- [INSTRUCTIONS FOR THE TASK] Pick every line from the data below that contains the string "Option" and copy it.

───── DATA FOR PROCESSING ─────

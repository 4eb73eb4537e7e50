use std::fs;
use std::io;
use std::path::Path;

use walkdir::WalkDir;

const FEATURES_TOKEN: &str = "{features}";

/// Suffix describing which parts an archive carries.
#[must_use]
pub fn features_suffix(with_data: bool, with_storages: bool) -> &'static str {
    match (with_data, with_storages) {
        (true, true) => "_data_storages",
        (true, false) => "_data",
        (false, true) => "_storages",
        (false, false) => "",
    }
}

/// Substitutes every `{features}` token of an archive filename pattern.
#[must_use]
pub fn expand_features(pattern: &str, with_data: bool, with_storages: bool) -> String {
    pattern.replace(FEATURES_TOKEN, features_suffix(with_data, with_storages))
}

/// Moves a file or directory tree, copying when a rename crosses devices.
pub(crate) fn move_path(src: &Path, dest: &Path) -> io::Result<()> {
    if let Some(parent) = dest.parent() {
        fs::create_dir_all(parent)?;
    }
    match fs::rename(src, dest) {
        Ok(()) => Ok(()),
        Err(err) if is_cross_device(&err) => {
            if fs::symlink_metadata(src)?.is_dir() {
                copy_tree(src, dest)?;
                fs::remove_dir_all(src)
            } else {
                fs::copy(src, dest)?;
                fs::remove_file(src)
            }
        }
        Err(err) => Err(err),
    }
}

fn is_cross_device(err: &io::Error) -> bool {
    matches!(err.raw_os_error(), Some(18))
}

fn copy_tree(src: &Path, dest: &Path) -> io::Result<()> {
    for entry in WalkDir::new(src) {
        let entry = entry.map_err(io::Error::from)?;
        let Ok(rel) = entry.path().strip_prefix(src) else {
            continue;
        };
        let target = dest.join(rel);
        let file_type = entry.file_type();
        if file_type.is_dir() {
            fs::create_dir_all(&target)?;
        } else if file_type.is_symlink() {
            copy_symlink(entry.path(), &target)?;
        } else {
            fs::copy(entry.path(), &target)?;
        }
    }
    Ok(())
}

#[cfg(unix)]
fn copy_symlink(src: &Path, dest: &Path) -> io::Result<()> {
    let link = fs::read_link(src)?;
    std::os::unix::fs::symlink(link, dest)
}

#[cfg(not(unix))]
fn copy_symlink(src: &Path, dest: &Path) -> io::Result<()> {
    fs::copy(src, dest).map(|_| ())
}

/// Removes whatever sits at `path`, if anything.
pub(crate) fn remove_existing(path: &Path) -> io::Result<()> {
    match fs::symlink_metadata(path) {
        Ok(meta) if meta.is_dir() => fs::remove_dir_all(path),
        Ok(_) => fs::remove_file(path),
        Err(err) if err.kind() == io::ErrorKind::NotFound => Ok(()),
        Err(err) => Err(err),
    }
}

#[cfg(unix)]
pub(crate) fn set_mode(path: &Path, mode: Option<u32>) -> io::Result<()> {
    use std::os::unix::fs::PermissionsExt;

    if let Some(mode) = mode {
        fs::set_permissions(path, fs::Permissions::from_mode(mode))?;
    }
    Ok(())
}

#[cfg(not(unix))]
pub(crate) fn set_mode(_path: &Path, _mode: Option<u32>) -> io::Result<()> {
    Ok(())
}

─────

- [THE ANSWER]
pub(crate) fn set_mode(path: &Path, mode: Option<u32>) -> io::Result<()> {
pub(crate) fn set_mode(_path: &Path, _mode: Option<u32>) -> io::Result<()> {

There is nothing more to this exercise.